This service was previously managed by a different provider - see old profile

Reports


Other CQC inspections of services

Community & mental health inspection reports for Wokingham Community Hospital can be found at Berkshire Healthcare NHS Foundation Trust.

Inspection carried out on 10 and 11 September 2019

During a routine inspection

This service is rated as Good overall. (Previous inspection July 2018 – Requires improvement)

The key questions are rated as:

Are services safe? – Good

Are services effective? – Good

Are services caring? – Good

Are services responsive? – Good

Are services well-led? – Good

We carried out an announced comprehensive inspection at Wokingham Community Hospital also referred to as Westcall Out of Hours on 10 and 11 September 2019. We undertook this inspection due to a previous rating of requires improvement from the inspection undertaken in July 2018. At the previous inspection we asked the provider to take actions due to breaches of regulation. We have issued a new rating as a result of this inspection.

At this inspection we found:

  • The service had systems to identify and manage risks to patients and staff.
  • The service routinely reviewed the effectiveness and appropriateness of the care it provided. It ensured that care and treatment was delivered according to evidence-based guidelines.
  • Staff involved patients in their care and treated people with compassion, kindness, dignity and respect.
  • Patients were able to access care and treatment from the service within an appropriate timescale for their needs.
  • Since the July 2018 inspection, the service had strengthened existing governance and quality frameworks to make improvements. These frameworks aligned to the strong focus on continuous learning and improvement at all levels of the organisation.

We saw an area of outstanding practice:

  • There was a clear, systematic and proactive approach to seeking out and embedding new and innovative models of care within the out of hours care setting. This included processes to improve patient care and the operational performance. For example:

-The provider followed through on their own blood tests undertaken during OOHs care. They analysed and reviewed each patient who had a blood test within the service to ensure effective follow up and communication with GP practices. Point of care blood testing was also available.

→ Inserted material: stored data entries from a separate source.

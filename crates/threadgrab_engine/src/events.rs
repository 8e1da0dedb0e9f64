use grab_logging::{grab_error, grab_info, grab_warn};

use crate::EngineEvent;

pub trait ProgressSink: Send + Sync {
    fn emit(&self, event: EngineEvent);
}

/// Turns engine events into log records. This is what the binary uses.
#[derive(Debug, Default, Clone, Copy)]
pub struct LogSink;

impl ProgressSink for LogSink {
    fn emit(&self, event: EngineEvent) {
        match event {
            EngineEvent::SeedScanned { seed, links } => {
                if links == 0 {
                    grab_warn!("No media links found on {}", seed);
                } else {
                    grab_info!("Found {} media links on {}", links, seed);
                }
            }
            EngineEvent::Saved { url, path, bytes } => {
                grab_info!("File was downloaded: {} -> {:?} ({} bytes)", url, path, bytes);
            }
            EngineEvent::AlreadyPresent { url, path } => {
                grab_info!("File already present: {} at {:?}", url, path);
            }
            EngineEvent::Retrying {
                url,
                attempt,
                reason,
            } => {
                grab_warn!("Retrying {} (attempt {}): {}", url, attempt, reason);
            }
            EngineEvent::Failed {
                url,
                attempts,
                reason,
            } => {
                grab_error!(
                    "Downloading err: {} gave up after {} attempts: {}",
                    url,
                    attempts,
                    reason
                );
            }
        }
    }
}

-Sepsis pathway care was developed to provide initial treatment on OOHs sites prior to admittance to hospital where sepsis was identified as a potential condition. This was audited for effectiveness

-Advance care plan (ACP’s) templates were we placed on all GP practice computers in West Berkshire so that they could be uploaded via a shared record system. The service monitors monthly figures of deceased patients, assessed the relevant ACPs and report to the CCG so that they can monitor care planning effectiveness

-A flu prophylaxis service was initiated by Westcall OOHs for local care and nursing homes and has become a commissioned service after this proactive initiative.

The area where the provider should consider improvements:

  • Continue to consider and how to meet the potential various communication needs of patients, including those with visual or hearing impairments.

Dr Rosie Benneyworth BM BS BMedSci MRCGP

Chief Inspector of Primary Medical Services and Integrated Care

Inspection carried out on 5, 12 & 20 July 2018

During a routine inspection

This service is rated as Requires improvement overall. (Previous inspection December 2015 – Good with requires improvement for Safe. Follow up inspection in October 2016 - Good)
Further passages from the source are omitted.